Full length commentary track with director Antoine Fuqua: This is a pretty average track in which Fuqua tries to convince viewers that his film is somewhat of a tribute to the suffering of the African people. Mostly, it's a basic action flick which happens to be set in Africa. Get real Antoine...I hope Denzel didn't convince you to take everything overly seriously, in which case you should become as boring as he is within a matter of months.

Full length commentary track with writers Alex Lasker and Patrick Cirillo: Predictably, these two men analyze the film mainly from a story and screenplay point of view. This screenplay has actually been going around for over a decade and interestingly enough (maybe even intentionally), it was released as a feature during an escalation of tribal violence in Nigeria. Coincidence? Yes...of course...

Africa Fact Track: This track displays information on the screen about the film, the actors, the story, the actual events in Africa and so on. It's very complete and very constant so there's lot of reading to do. It can be listened to during the commentary tracks which is an added bonus.
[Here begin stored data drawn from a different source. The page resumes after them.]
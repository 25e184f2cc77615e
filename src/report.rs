//! Terminal output for the availability check
//!
//! Every section is written to a caller-supplied [`Write`] so the exact output
//! can be checked in tests. [`ConsoleReporter`] adds a spinner on stderr while
//! a probe is in flight.

use colored::Colorize;
use indicatif::{ProgressBar, ProgressStyle};
use std::io::{self, Write};
use std::time::Duration;

use crate::config::{Config, ConfigError};
use crate::models::{ModelCandidate, GA_MODEL, PREVIEW_MODEL};
use crate::probe::{ProbeObserver, ProbeOutcome, ProbeReport, ProbeStatus};

/// Width of the `=` rules between sections
const RULE_WIDTH: usize = 60;

fn rule() -> String {
    "=".repeat(RULE_WIDTH)
}

fn write_section_header<W: Write>(out: &mut W, title: &str) -> io::Result<()> {
    writeln!(out, "\n{}", rule())?;
    writeln!(out, "{}", title.bold())?;
    writeln!(out, "{}", rule())
}

/// Prints the remediation for a configuration error
pub fn write_config_error<W: Write>(out: &mut W, err: &ConfigError) -> io::Result<()> {
    writeln!(out, "{}", format!("❌ Error: {}", err).red())?;
    writeln!(out, "   {}", err.remediation())
}

/// Prints the header banner with the effective project and region
pub fn write_banner<W: Write>(out: &mut W, config: &Config) -> io::Result<()> {
    writeln!(out, "{}", rule())?;
    writeln!(out, "{}", "🔍 Vertex AI Model Availability Check".green().bold())?;
    writeln!(out, "{}", rule())?;
    writeln!(out, "📍 Project: {}", config.project_id.cyan())?;
    writeln!(out, "🌍 Region: {}", config.region.cyan())?;
    writeln!(out, "{}", rule())
}

pub fn write_probing_started<W: Write>(out: &mut W) -> io::Result<()> {
    writeln!(
        out,
        "\n{}\n",
        "📋 Testing models (this may take a few minutes)...".blue().bold()
    )
}

pub fn write_probe_start<W: Write>(out: &mut W, candidate: &ModelCandidate) -> io::Result<()> {
    writeln!(out, "\n🧪 Testing {}...", candidate.identifier)
}

/// Prints the status line for a finished probe
pub fn write_probe_result<W: Write>(out: &mut W, outcome: &ProbeOutcome) -> io::Result<()> {
    let model = outcome.candidate.identifier;
    match &outcome.status {
        ProbeStatus::Available { total_tokens } => {
            writeln!(
                out,
                "   {}",
                format!("✅ {} - {}", model, outcome.detail).green()
            )?;
            writeln!(out, "      Tokens used: {}", total_tokens)
        }
        ProbeStatus::NoResponse => writeln!(
            out,
            "   {}",
            format!("❌ {} - Failed ({})", model, outcome.detail).red()
        ),
        ProbeStatus::MalformedRequest => writeln!(
            out,
            "   {}",
            format!("⚠️  {} - {}", model, outcome.detail).yellow()
        ),
        ProbeStatus::NotAvailable | ProbeStatus::Error { .. } => writeln!(
            out,
            "   {}",
            format!("❌ {} - {}", model, outcome.detail).red()
        ),
    }
}

fn write_bucket<W: Write>(out: &mut W, outcomes: &[ProbeOutcome]) -> io::Result<()> {
    for outcome in outcomes {
        writeln!(
            out,
            "   • {} ({})",
            outcome.candidate.identifier, outcome.candidate.label
        )?;
    }
    Ok(())
}

/// Prints both buckets with their counts
pub fn write_summary<W: Write>(out: &mut W, report: &ProbeReport) -> io::Result<()> {
    write_section_header(out, "📊 SUMMARY")?;

    writeln!(
        out,
        "\n{}",
        format!("✅ Available Models ({}):", report.available.len()).green()
    )?;
    write_bucket(out, &report.available)?;

    writeln!(
        out,
        "\n{}",
        format!("❌ Unavailable Models ({}):", report.unavailable.len()).red()
    )?;
    write_bucket(out, &report.unavailable)
}

/// Prints which model to use, depending on whether the preview model answered
pub fn write_recommendation<W: Write>(out: &mut W, report: &ProbeReport) -> io::Result<()> {
    write_section_header(out, "💡 RECOMMENDATION")?;

    if report.is_available(PREVIEW_MODEL) {
        writeln!(out, "\n🎉 Gemini 2.5 Flash is available in your region!")?;
        writeln!(out, "\nYou have two good options:")?;
        writeln!(out, "\n1. Conservative (Production):")?;
        writeln!(out, "   model = '{}'  # GA, stable, proven", GA_MODEL.cyan())?;
        writeln!(out, "\n2. Cutting-edge (Preview):")?;
        writeln!(
            out,
            "   model = '{}'  # Better accuracy, preview status",
            PREVIEW_MODEL.cyan()
        )?;
        writeln!(
            out,
            "\n{}",
            "⚠️  Note: Preview models may have breaking changes".yellow()
        )
    } else {
        writeln!(out, "\n✅ Use Gemini 1.5 Flash (GA - Production Ready)")?;
        writeln!(out, "   model = '{}'", GA_MODEL.cyan())?;
        writeln!(out, "\n❌ Gemini 2.5 models not available in your region yet")
    }
}

/// Prints probe progress as it happens
///
/// Write failures are kept and surfaced by [`ConsoleReporter::finish`], since
/// observer callbacks cannot return them.
pub struct ConsoleReporter<W: Write> {
    out: W,
    show_spinner: bool,
    spinner: Option<ProgressBar>,
    error: Option<io::Error>,
}

impl<W: Write> ConsoleReporter<W> {
    pub fn new(out: W) -> Self {
        Self {
            out,
            show_spinner: false,
            spinner: None,
            error: None,
        }
    }

    /// Shows a spinner on stderr while each probe runs
    pub fn with_spinner(mut self, enabled: bool) -> Self {
        self.show_spinner = enabled;
        self
    }

    pub fn out(&mut self) -> &mut W {
        &mut self.out
    }

    fn keep_error(&mut self, result: io::Result<()>) {
        if let Err(e) = result {
            self.error.get_or_insert(e);
        }
    }

    fn start_spinner(&mut self, candidate: &ModelCandidate) {
        let spinner = ProgressBar::new_spinner();
        spinner.set_style(
            ProgressStyle::default_spinner()
                .template("{spinner:.green} [{elapsed_precise}] {msg}")
                .unwrap_or_else(|_| ProgressStyle::default_spinner()),
        );
        spinner.set_message(format!("Waiting for {}", candidate.identifier));
        spinner.enable_steady_tick(Duration::from_millis(120));
        self.spinner = Some(spinner);
    }

    /// Returns the writer, or the first write error seen while probing
    pub fn finish(mut self) -> io::Result<W> {
        if let Some(spinner) = self.spinner.take() {
            spinner.finish_and_clear();
        }
        match self.error.take() {
            Some(e) => Err(e),
            None => Ok(self.out),
        }
    }
}

impl<W: Write> ProbeObserver for ConsoleReporter<W> {
    fn on_probe_start(&mut self, candidate: &ModelCandidate) {
        let result = write_probe_start(&mut self.out, candidate).and_then(|_| self.out.flush());
        self.keep_error(result);
        if self.show_spinner {
            self.start_spinner(candidate);
        }
    }

    fn on_probe_complete(&mut self, outcome: &ProbeOutcome) {
        if let Some(spinner) = self.spinner.take() {
            spinner.finish_and_clear();
        }
        let result = write_probe_result(&mut self.out, outcome);
        self.keep_error(result);
    }
}

#[cfg(test)]
mod tests {
    use super::*;
    use crate::models::CANDIDATES;

    fn render<F>(f: F) -> String
    where
        F: FnOnce(&mut Vec<u8>) -> io::Result<()>,
    {
        colored::control::set_override(false);
        let mut out = Vec::new();
        f(&mut out).unwrap();
        String::from_utf8(out).unwrap()
    }

    fn report_with_available(identifiers: &[&str]) -> ProbeReport {
        let mut report = ProbeReport::default();
        for candidate in CANDIDATES {
            let status = if identifiers.contains(&candidate.identifier) {
                ProbeStatus::Available { total_tokens: 10 }
            } else {
                ProbeStatus::NotAvailable
            };
            report.record(ProbeOutcome::new(*candidate, status));
        }
        report
    }

    #[test]
    fn test_banner() {
        let config = Config {
            project_id: "demo".to_string(),
            region: "us-west1".to_string(),
            sample_file: "test_sample.pdf".to_string(),
        };
        let text = render(|out| write_banner(out, &config));
        let lines: Vec<&str> = text.lines().collect();

        assert_eq!(lines[0], "=".repeat(60));
        assert_eq!(lines[1], "🔍 Vertex AI Model Availability Check");
        assert_eq!(lines[3], "📍 Project: demo");
        assert_eq!(lines[4], "🌍 Region: us-west1");
        assert_eq!(lines.len(), 6);
    }

    #[test]
    fn test_config_error() {
        let err = ConfigError::MissingEnvVar("GCP_PROJECT".to_string());
        let text = render(|out| write_config_error(out, &err));
        assert_eq!(
            text,
            "❌ Error: GCP_PROJECT environment variable not set\n   Set it with: export GCP_PROJECT=your-project-id\n"
        );
    }

    #[test]
    fn test_probe_result_lines() {
        let candidate = CANDIDATES[0];
        let cases = [
            (
                ProbeStatus::Available { total_tokens: 42 },
                "   ✅ gemini-1.5-flash - AVAILABLE and working\n      Tokens used: 42\n",
            ),
            (
                ProbeStatus::NoResponse,
                "   ❌ gemini-1.5-flash - Failed (no response)\n",
            ),
            (
                ProbeStatus::NotAvailable,
                "   ❌ gemini-1.5-flash - NOT AVAILABLE in this region\n",
            ),
            (
                ProbeStatus::MalformedRequest,
                "   ⚠️  gemini-1.5-flash - Available but request format issue\n",
            ),
            (
                ProbeStatus::Error {
                    message: "boom".to_string(),
                },
                "   ❌ gemini-1.5-flash - Error: boom\n",
            ),
        ];

        for (status, expected) in cases {
            let outcome = ProbeOutcome::new(candidate, status);
            assert_eq!(render(|out| write_probe_result(out, &outcome)), expected);
        }
    }

    #[test]
    fn test_summary_lists_buckets_with_labels() {
        let report = report_with_available(&["gemini-1.5-flash"]);
        let text = render(|out| write_summary(out, &report));

        assert!(text.contains("📊 SUMMARY"));
        assert!(text.contains("✅ Available Models (1):\n   • gemini-1.5-flash (GA - Recommended)\n"));
        assert!(text.contains("❌ Unavailable Models (6):\n   • gemini-1.5-pro (GA - High accuracy)\n"));
        assert!(text.ends_with("   • gemini-2.5-flash-lite (Preview - Limited availability)\n"));
    }

    #[test]
    fn test_recommendation_with_preview_available() {
        let report = report_with_available(&["gemini-1.5-flash", "gemini-2.5-flash"]);
        let text = render(|out| write_recommendation(out, &report));

        assert!(text.contains("🎉 Gemini 2.5 Flash is available in your region!"));
        assert!(text.contains("model = 'gemini-1.5-flash'  # GA, stable, proven"));
        assert!(text.contains("model = 'gemini-2.5-flash'  # Better accuracy, preview status"));
        assert!(text.contains("Preview models may have breaking changes"));
        assert!(!text.contains("not available in your region yet"));
    }

    #[test]
    fn test_recommendation_without_preview() {
        let report = report_with_available(&["gemini-1.5-flash", "gemini-2.5-pro"]);
        let text = render(|out| write_recommendation(out, &report));

        assert!(text.contains("✅ Use Gemini 1.5 Flash (GA - Production Ready)"));
        assert!(text.contains("   model = 'gemini-1.5-flash'\n"));
        assert!(text.contains("❌ Gemini 2.5 models not available in your region yet"));
        assert!(!text.contains("two good options"));
    }

    #[test]
    fn test_console_reporter_writes_progress() {
        colored::control::set_override(false);
        let mut reporter = ConsoleReporter::new(Vec::new());
        let candidate = CANDIDATES[1];

        reporter.on_probe_start(&candidate);
        reporter.on_probe_complete(&ProbeOutcome::new(candidate, ProbeStatus::NotAvailable));

        let text = String::from_utf8(reporter.finish().unwrap()).unwrap();
        assert_eq!(
            text,
            "\n🧪 Testing gemini-1.5-pro...\n   ❌ gemini-1.5-pro - NOT AVAILABLE in this region\n"
        );
    }
}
Journey to Safety: The Making of Tears of the Sun: Filled with cast and crew interviews as well as some background on the story, this is a 15-minute long studio featurette that contains the basic elements of any such thing: actors praising each others, actors praising the director, actors talking about how touched they are by African wars, director praising actors, director talking about how touched he is touched by African wars and so on and so forth. *yawn*.

Voices of Africa: This is actually pretty original. This feature contains eight quick interviews with Africans from different countries talking about the way war has affected them or their families. Infinitely more effective than the film itself in conveying the message.

Deleted Scenes: Eight deleted scenes with various degrees of relevance to the movie. None of them will really make you wish they'd been left in, but as with most deleted scenes on any DVD, they're addictive to watch for some reason.

Interactive Map of Africa: Here's yet another feature on this DVD aimed at convincing you that this film will awaken one and all to the horrors of the continent. Here's yet another feature on this DVD that fails at convincing you that this film will awaken one and all to the horrors of the continent. It's a map of Africa out of which you can select certain regions in order to get more info about the troubles going on there. For those who rely on DVD features to get their updates about current world affairs, it might strike a chord. For the rest, it won't.

The trailer is also included.
A piece of fluff masquerading as a deep story about African tribal warfare, TEARS OF THE SUN in nonetheless an action-packed film that has a pretty explosive conclusion despite a slow-ish start. Not really worth buying, but worth a look at the rental shoppe on a stay-at-home evening.